The Bank of England raised interest rates by 25 basis points to 4.75 percent on Thursday, the fifth such hike since November, in an expected move aimed at cooling a roaring British economy.
The BoE said that though it expected inflation to fall in the near term, underlying cost pressures have risen and a hike was needed this month to keep inflation on track to meet its two percent target.
Economists said further interest rate hikes were still likely and futures markets are predicting borrowing costs rising above 5.0 percent by the end of the year.
“With demand already high relative to the supply capacity of the economy, continued strong growth is likely to lead to inflationary pressures,” the BoE said in a statement.
It noted that business surveys pointed to continued expansion and that the housing market was still buoyant though there were now signs that it may be starting to ease. Consumer spending may also be moderating, the BoE said.
The pound fell against both the dollar and the euro while government bonds and short sterling interest rate futures rose on relief that the BoE did not increase interest rates by 50 basis points as some had thought possible.
With the economy growing above trend and house prices still rising fast, many analysts are predicting the Monetary Policy Committee could hike rates again next month. It raised rates in consecutive months in May and June.
“We are going to need to see housing and consumption moderate much more quickly to prevent a further rate hike,” said James Knightley, economist at ING.

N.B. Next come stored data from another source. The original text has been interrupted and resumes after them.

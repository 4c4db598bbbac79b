use axum::{
    Extension, Json,
    extract::{Path, State},
};
use chrono::Utc;
use sea_orm::{ActiveModelTrait, EntityTrait, Set};

use crate::{
    bad_request,
    entity::{order, sea_orm_active_enums::OrderStatus},
    error::ApiError,
    middleware::jwt::AppUser,
    not_found,
    routes::admin::orders::StatusChangeResponse,
    state::AppState,
};

#[utoipa::path(
    post,
    path = "/admin/orders/{order_id}/accept",
    tag = "admin",
    params(
        ("order_id" = i32, Path, description = "Order to accept")
    ),
    responses(
        (status = 200, description = "Order confirmed", body = StatusChangeResponse),
        (status = 400, description = "Order is not pending"),
        (status = 404, description = "Order not found")
    ),
    security(("bearer_auth" = []))
)]
#[tracing::instrument(name = "POST /admin/orders/{order_id}/accept", skip(state, user))]
pub async fn accept_order(
    State(state): State<AppState>,
    Extension(user): Extension<AppUser>,
    Path(order_id): Path<i32>,
) -> Result<Json<StatusChangeResponse>, ApiError> {
    user.require_staff()?;

    let order = order::Entity::find_by_id(order_id)
        .one(&state.db)
        .await?
        .ok_or_else(|| not_found!("Order {} not found", order_id))?;

    if order.status != OrderStatus::Pending {
        return Err(bad_request!("Only pending orders can be accepted"));
    }

    let mut active: order::ActiveModel = order.into();
    active.status = Set(OrderStatus::Confirmed);
    active.updated_at = Set(Utc::now().naive_utc());
    let order = active.update(&state.db).await?;

    Ok(Json(StatusChangeResponse::new(
        "Order accepted",
        order.id,
        order.status,
    )))
}
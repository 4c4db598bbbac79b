use axum::{
    Extension, Json,
    extract::{Path, State},
};
use chrono::Utc;
use sea_orm::{
    ActiveModelTrait, ColumnTrait, DatabaseConnection, EntityTrait, QueryFilter, Set,
    TransactionTrait,
};
use serde::Deserialize;
use utoipa::ToSchema;

use crate::{
    bad_request,
    entity::{order, order_item, product_size, sea_orm_active_enums::OrderStatus},
    error::ApiError,
    internal,
    middleware::jwt::AppUser,
    not_found,
    routes::admin::orders::StatusChangeResponse,
    state::AppState,
};

#[derive(Debug, Deserialize, ToSchema)]
pub struct CancelRequest {
    pub reason: String,
}

/// Cancel an order and restore the stock it reserved, in one transaction.
///
/// Only pending and confirmed orders can be cancelled; anything that has
/// shipped keeps its decrement. The reason is appended to the order note.
pub(crate) async fn cancel_order_by_id(
    db: &DatabaseConnection,
    order_id: i32,
    reason: &str,
) -> Result<order::Model, ApiError> {
    let reason = reason.trim();
    if reason.is_empty() {
        return Err(bad_request!("A cancellation reason is required"));
    }

    let txn = db.begin().await?;

    let order = order::Entity::find_by_id(order_id)
        .one(&txn)
        .await?
        .ok_or_else(|| not_found!("Order {} not found", order_id))?;

    if !order.status.cancellable() {
        return Err(bad_request!("Order cannot be cancelled in its current state"));
    }

    let items = order_item::Entity::find()
        .filter(order_item::Column::OrderId.eq(order.id))
        .all(&txn)
        .await?;

    for item in items {
        let variant = product_size::Entity::find_by_id(item.product_size_id)
            .one(&txn)
            .await?
            .ok_or_else(|| internal!("Order item {} lost its variant", item.id))?;

        let restored = variant.quantity + item.quantity;
        let mut active: product_size::ActiveModel = variant.into();
        active.quantity = Set(restored);
        active.update(&txn).await?;
    }

    let annotation = format!("[CANCELLED] Reason: {}", reason);
    let note = match &order.note {
        Some(note) => format!("{}\n{}", note, annotation),
        None => annotation,
    };

    let mut active: order::ActiveModel = order.into();
    active.note = Set(Some(note));
    active.status = Set(OrderStatus::Cancelled);
    active.updated_at = Set(Utc::now().naive_utc());
    let order = active.update(&txn).await?;

    txn.commit().await?;
    Ok(order)
}

#[utoipa::path(
    post,
    path = "/admin/orders/{order_id}/cancel",
    tag = "admin",
    params(
        ("order_id" = i32, Path, description = "Order to cancel")
    ),
    request_body = CancelRequest,
    responses(
        (status = 200, description = "Order cancelled, stock restored", body = StatusChangeResponse),
        (status = 400, description = "Missing reason or order not cancellable"),
        (status = 404, description = "Order not found")
    ),
    security(("bearer_auth" = []))
)]
#[tracing::instrument(name = "POST /admin/orders/{order_id}/cancel", skip(state, user, req))]
pub async fn cancel_order(
    State(state): State<AppState>,
    Extension(user): Extension<AppUser>,
    Path(order_id): Path<i32>,
    Json(req): Json<CancelRequest>,
) -> Result<Json<StatusChangeResponse>, ApiError> {
    user.require_staff()?;

    let order = cancel_order_by_id(&state.db, order_id, &req.reason).await?;

    Ok(Json(StatusChangeResponse::new(
        "Order cancelled",
        order.id,
        order.status,
    )))
}

#[cfg(test)]
mod tests {
    use axum::http::StatusCode;
    use sea_orm::EntityTrait;

    use super::*;
    use crate::routes::order::process_checkout::{
        CheckoutItem, CheckoutRequest, SizeRef, place_order,
    };
    use crate::test_support::{self, Seeded};

    async fn place_test_order(db: &DatabaseConnection, seeded: &Seeded) -> order::Model {
        let user = test_support::seed_user(db, "alice", false).await;
        let req = CheckoutRequest {
            receiver: "Alice".into(),
            phone: "0123456789".into(),
            address: "1 Main Street".into(),
            note: None,
            items: vec![
                CheckoutItem {
                    product_id: seeded.product.id,
                    size_id: SizeRef::Id(seeded.size_m.id),
                    quantity: 3,
                },
                CheckoutItem {
                    product_id: seeded.product.id,
                    size_id: SizeRef::Id(seeded.size_l.id),
                    quantity: 1,
                },
            ],
            total_amount: 0.0,
        };
        place_order(db, user.id, req).await.unwrap()
    }

    #[tokio::test]
    async fn cancelling_restores_stock_and_annotates_note() {
        let db = test_support::setup_db().await;
        let seeded = test_support::seed_catalog(&db).await;
        let placed = place_test_order(&db, &seeded).await;

        let cancelled = cancel_order_by_id(&db, placed.id, "customer request")
            .await
            .unwrap();
        assert_eq!(cancelled.status, OrderStatus::Cancelled);
        assert!(
            cancelled
                .note
                .as_deref()
                .unwrap()
                .contains("[CANCELLED] Reason: customer request")
        );

        let m = product_size::Entity::find_by_id(seeded.variant_m.id)
            .one(&db)
            .await
            .unwrap()
            .unwrap();
        let l = product_size::Entity::find_by_id(seeded.variant_l.id)
            .one(&db)
            .await
            .unwrap()
            .unwrap();
        assert_eq!(m.quantity, seeded.variant_m.quantity);
        assert_eq!(l.quantity, seeded.variant_l.quantity);
    }

    #[tokio::test]
    async fn stock_is_restored_exactly_once() {
        let db = test_support::setup_db().await;
        let seeded = test_support::seed_catalog(&db).await;
        let placed = place_test_order(&db, &seeded).await;

        cancel_order_by_id(&db, placed.id, "mistake").await.unwrap();
        let err = cancel_order_by_id(&db, placed.id, "again").await.unwrap_err();
        assert_eq!(err.status(), StatusCode::BAD_REQUEST);

        let m = product_size::Entity::find_by_id(seeded.variant_m.id)
            .one(&db)
            .await
            .unwrap()
            .unwrap();
        assert_eq!(m.quantity, seeded.variant_m.quantity);
    }

    #[tokio::test]
    async fn shipped_orders_cannot_be_cancelled() {
        let db = test_support::setup_db().await;
        let seeded = test_support::seed_catalog(&db).await;
        let placed = place_test_order(&db, &seeded).await;

        test_support::force_status(&db, placed.id, OrderStatus::Shipping).await;
        let err = cancel_order_by_id(&db, placed.id, "too late").await.unwrap_err();
        assert_eq!(err.status(), StatusCode::BAD_REQUEST);

        // The decrement must stay in place.
        let m = product_size::Entity::find_by_id(seeded.variant_m.id)
            .one(&db)
            .await
            .unwrap()
            .unwrap();
        assert_eq!(m.quantity, seeded.variant_m.quantity - 3);
    }

    #[tokio::test]
    async fn blank_reasons_are_rejected() {
        let db = test_support::setup_db().await;
        let seeded = test_support::seed_catalog(&db).await;
        let placed = place_test_order(&db, &seeded).await;

        let err = cancel_order_by_id(&db, placed.id, "  ").await.unwrap_err();
        assert_eq!(err.status(), StatusCode::BAD_REQUEST);

        let current = order::Entity::find_by_id(placed.id)
            .one(&db)
            .await
            .unwrap()
            .unwrap();
        assert_eq!(current.status, OrderStatus::Pending);
    }
}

All but one of 45 economists polled by Reuters last week had predicted a quarter point hike though there had been some outside talk of a bigger move after a run of strong data.
Strong growth
The decision to raise interest rates was well sign-posted. The Monetary Policy Committee’s July minutes showed they kept rates steady last month partly because they feared a third successive 25 basis point hike would alarm financial markets.
Since then, there have been increasing evidence of inflationary pressures building in many sectors of the economy.
Annual house price increases are firmly in double digit percentages and consumers are borrowing at a record pace. And despite talk of consumer tightening their belts, retail sales surged 1.1 percent in June.
These data suggest the previous four rate hikes, which had brought cost of borrowing up by 100 basis points, had done little to restrain consumption.